| ACTION ITEM |
Copy each line of the data that has "based" in it.

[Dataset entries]
== Segment start ==
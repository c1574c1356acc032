//! Validation module for user input
//!
//! Reusable validation functions for:
//!
//! - Watchlist terms
//! - 1-based list positions typed by the user
//! - Scanned barcodes

use lazy_static::lazy_static;
use regex::Regex;

/// Longest watchlist term accepted, in characters
pub const MAX_TERM_LENGTH: usize = 100;

lazy_static! {
    /// EAN-8, UPC-A, EAN-13 and GTIN-14 lengths
    static ref BARCODE_PATTERN: Regex =
        Regex::new(r"^(\d{8}|\d{12}|\d{13}|\d{14})$").expect("Invalid barcode regex pattern");
}

/// Validates a watchlist term
///
/// # Returns
/// * `Ok(&str)` - The trimmed term if valid
/// * `Err(&str)` - Error type: "empty" or "too_long"
///
/// # Examples
/// ```
/// use watchlist_scanner::validation::validate_watchlist_term;
///
/// assert_eq!(validate_watchlist_term("  Palm Oil "), Ok("Palm Oil"));
/// assert_eq!(validate_watchlist_term("   "), Err("empty"));
/// assert_eq!(validate_watchlist_term(&"a".repeat(101)), Err("too_long"));
/// ```
pub fn validate_watchlist_term(term: &str) -> Result<&str, &'static str> {
    let trimmed = term.trim();

    if trimmed.is_empty() {
        return Err("empty");
    }

    if trimmed.chars().count() > MAX_TERM_LENGTH {
        return Err("too_long");
    }

    Ok(trimmed)
}

/// Parse a 1-based position typed by the user into a 0-based index
///
/// # Returns
/// * `Ok(usize)` - The 0-based index
/// * `Err(&str)` - Error type: "not_a_number" or "out_of_range"
pub fn parse_position(input: &str, list_len: usize) -> Result<usize, &'static str> {
    let position: usize = input.trim().parse().map_err(|_| "not_a_number")?;

    if position == 0 || position > list_len {
        return Err("out_of_range");
    }

    Ok(position - 1)
}

/// Normalize raw scanner or chat input into a digit-only barcode.
///
/// Surrounding whitespace, control characters and a byte-order mark are
/// dropped, as are spaces and dashes inside the code ("4 006381 333931").
pub fn normalize_barcode(raw: &str) -> String {
    let trimmed = raw.trim_matches(|c: char| c.is_whitespace() || c.is_control() || c == '\u{FEFF}');
    trimmed.chars().filter(|c| c.is_ascii_digit()).collect()
}

/// Whether raw input looks like a barcode the user meant to scan.
///
/// Only digits, spaces and dashes may appear, and the digits must form a
/// supported barcode length.
pub fn is_barcode_input(raw: &str) -> bool {
    let trimmed = raw.trim_matches(|c: char| c.is_whitespace() || c == '\u{FEFF}');
    if trimmed.is_empty()
        || !trimmed
            .chars()
            .all(|c| c.is_ascii_digit() || c == ' ' || c == '-')
    {
        return false;
    }
    is_valid_barcode(&normalize_barcode(trimmed))
}

/// Whether a normalized code has a supported barcode length
pub fn is_valid_barcode(code: &str) -> bool {
    BARCODE_PATTERN.is_match(code)
}

#[cfg(test)]
mod tests {
    use super::*;

    #[test]
    fn test_validate_watchlist_term() {
        assert_eq!(validate_watchlist_term("Sugar"), Ok("Sugar"));
        assert_eq!(validate_watchlist_term("\tMSG\n"), Ok("MSG"));
        assert_eq!(validate_watchlist_term(""), Err("empty"));
        assert_eq!(validate_watchlist_term(&"é".repeat(100)).map(|t| t.len()), Ok(200));
    }

    #[test]
    fn test_parse_position() {
        assert_eq!(parse_position("1", 3), Ok(0));
        assert_eq!(parse_position(" 3 ", 3), Ok(2));
        assert_eq!(parse_position("0", 3), Err("out_of_range"));
        assert_eq!(parse_position("4", 3), Err("out_of_range"));
        assert_eq!(parse_position("two", 3), Err("not_a_number"));
        assert_eq!(parse_position("-1", 3), Err("not_a_number"));
    }

    #[test]
    fn test_normalize_barcode() {
        assert_eq!(normalize_barcode("\u{FEFF} 4006381333931\r\n"), "4006381333931");
        assert_eq!(normalize_barcode("4 006381 333931"), "4006381333931");
        assert_eq!(normalize_barcode("0-12345-67890-5"), "012345678905");
    }

    #[test]
    fn test_barcode_detection() {
        assert!(is_barcode_input("4006381333931"));
        assert!(is_barcode_input("0-12345-67890-5"));
        assert!(is_barcode_input("96385074"));
        assert!(!is_barcode_input("12345"));
        assert!(!is_barcode_input("add sugar"));
        assert!(!is_barcode_input("4006381333931a"));
        assert!(!is_barcode_input(""));
    }
}
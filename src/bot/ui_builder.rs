//! UI Builder module for creating keyboards and formatting messages

use teloxide::types::{InlineKeyboardButton, InlineKeyboardMarkup};

use crate::aliases::AliasTable;
use crate::localization::{t_args_lang, t_lang, LocalizationManager};
use crate::scanner::ScanReport;
use crate::watchlist::Watchlist;

/// Callback data prefix for the per-entry remove buttons
pub const REMOVE_CALLBACK_PREFIX: &str = "remove:";

/// Format a scan report: alert box first, then the product details
pub fn format_scan_report(
    report: &ScanReport,
    localization: &LocalizationManager,
    language_code: Option<&str>,
) -> String {
    let mut sections = Vec::new();

    if report.is_clear() {
        sections.push(format!(
            "✅ {}\n{}",
            t_lang(localization, "result-all-clear-title", language_code),
            t_lang(localization, "result-all-clear-text", language_code)
        ));
    } else {
        let items = report.matches.join(", ");
        sections.push(format!(
            "⚠️ {}\n{}",
            t_lang(localization, "result-warning-title", language_code),
            t_args_lang(localization, "result-found", &[("items", items.as_str())], language_code)
        ));
    }

    let product = &report.product;
    let mut details = vec![
        format!("🛒 {}", product.product_name),
        format!(
            "{} {}",
            product.nova_score.indicator(),
            t_lang(localization, product.nova_score.label_key(), language_code)
        ),
    ];
    if let Some(url) = &product.image_url {
        details.push(format!(
            "🖼 {}: {}",
            t_lang(localization, "image-link", language_code),
            url
        ));
    }
    sections.push(details.join("\n"));

    let bullets = product
        .ingredient_items()
        .iter()
        .map(|item| format!("• {}", item))
        .collect::<Vec<_>>();
    let ingredients = if bullets.is_empty() {
        product.ingredients_text.clone()
    } else {
        bullets.join("\n")
    };
    sections.push(format!(
        "📋 {}\n{}",
        t_lang(localization, "ingredients-title", language_code),
        ingredients
    ));

    sections.join("\n\n")
}

/// Format the watchlist as a numbered list, newest first
pub fn format_watchlist(
    watchlist: &Watchlist,
    localization: &LocalizationManager,
    language_code: Option<&str>,
) -> String {
    let title = format!("📝 {}", t_lang(localization, "watchlist-title", language_code));

    if watchlist.is_empty() {
        return format!(
            "{}\n\n{}",
            title,
            t_lang(localization, "watchlist-empty", language_code)
        );
    }

    let lines = watchlist
        .entries()
        .iter()
        .enumerate()
        .map(|(i, entry)| format!("{}. {}", i + 1, entry))
        .collect::<Vec<_>>()
        .join("\n");

    format!(
        "{}\n\n{}\n\n{}",
        title,
        lines,
        t_lang(localization, "watchlist-hint", language_code)
    )
}

/// One "❌" button per entry, carrying the entry's 0-based index and tag
pub fn create_watchlist_keyboard(watchlist: &Watchlist) -> InlineKeyboardMarkup {
    let buttons = watchlist
        .entries()
        .iter()
        .enumerate()
        .map(|(i, entry)| {
            vec![InlineKeyboardButton::callback(
                format!("❌ {}. {}", i + 1, truncate_label(entry, 30)),
                RemoveButton::for_entry(i, entry).callback_data(),
            )]
        })
        .collect::<Vec<_>>();

    InlineKeyboardMarkup::new(buttons)
}

/// A remove button: the position it was drawn at and a tag of the entry
/// shown there. Telegram caps callback data at 64 bytes, so the entry itself
/// does not fit.
#[derive(Debug, Clone, Copy, PartialEq, Eq)]
pub struct RemoveButton {
    pub index: usize,
    pub tag: u32,
}

impl RemoveButton {
    pub fn for_entry(index: usize, entry: &str) -> Self {
        Self {
            index,
            tag: entry_tag(entry),
        }
    }

    /// `remove:<index>:<tag as 8 hex digits>`
    pub fn callback_data(&self) -> String {
        format!("{}{}:{:08x}", REMOVE_CALLBACK_PREFIX, self.index, self.tag)
    }

    /// Whether `entry` is the one this button was drawn for
    pub fn matches_entry(&self, entry: &str) -> bool {
        entry_tag(entry) == self.tag
    }
}

/// Parse `remove:<index>:<tag>` callback data
pub fn parse_remove_callback(data: &str) -> Option<RemoveButton> {
    let (index, tag) = data.strip_prefix(REMOVE_CALLBACK_PREFIX)?.split_once(':')?;
    Some(RemoveButton {
        index: index.parse().ok()?,
        tag: u32::from_str_radix(tag, 16).ok()?,
    })
}

/// 32-bit FNV-1a of the entry, stable across restarts
fn entry_tag(entry: &str) -> u32 {
    entry.bytes().fold(0x811c_9dc5_u32, |hash, byte| {
        (hash ^ u32::from(byte)).wrapping_mul(0x0100_0193)
    })
}

/// Confirmation for an added entry. Naming an alias group adds a note
/// listing the synonyms a scan will also look for.
pub fn format_add_success(
    entry: &str,
    table: &AliasTable,
    localization: &LocalizationManager,
    language_code: Option<&str>,
) -> String {
    let added = t_args_lang(localization, "add-success", &[("term", entry)], language_code);
    if !table.is_alias_key(entry) {
        return added;
    }

    let synonyms = table.synonyms(entry).unwrap_or_default().join(", ");
    format!(
        "{}\n{}",
        added,
        t_args_lang(
            localization,
            "add-alias-note",
            &[("term", entry), ("synonyms", synonyms.as_str())],
            language_code
        )
    )
}

/// List every alias group with its synonyms
pub fn format_aliases(
    table: &AliasTable,
    localization: &LocalizationManager,
    language_code: Option<&str>,
) -> String {
    let groups = table
        .keys()
        .iter()
        .map(|key| {
            let synonyms = table.synonyms(key).unwrap_or_default();
            format!("• {}: {}", key, synonyms.join(", "))
        })
        .collect::<Vec<_>>()
        .join("\n");

    format!(
        "🔗 {}\n\n{}\n\n{}",
        t_lang(localization, "aliases-title", language_code),
        t_lang(localization, "aliases-description", language_code),
        groups
    )
}

fn truncate_label(text: &str, max_chars: usize) -> String {
    if text.chars().count() <= max_chars {
        text.to_string()
    } else {
        format!("{}…", text.chars().take(max_chars - 1).collect::<String>())
    }
}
== Segment end ==
| WRITTEN SOLUTION |
//! - 1-based list positions typed by the user
/// Parse a 1-based position typed by the user into a 0-based index
/// * `Ok(usize)` - The 0-based index
/// One "❌" button per entry, carrying the entry's 0-based index and tag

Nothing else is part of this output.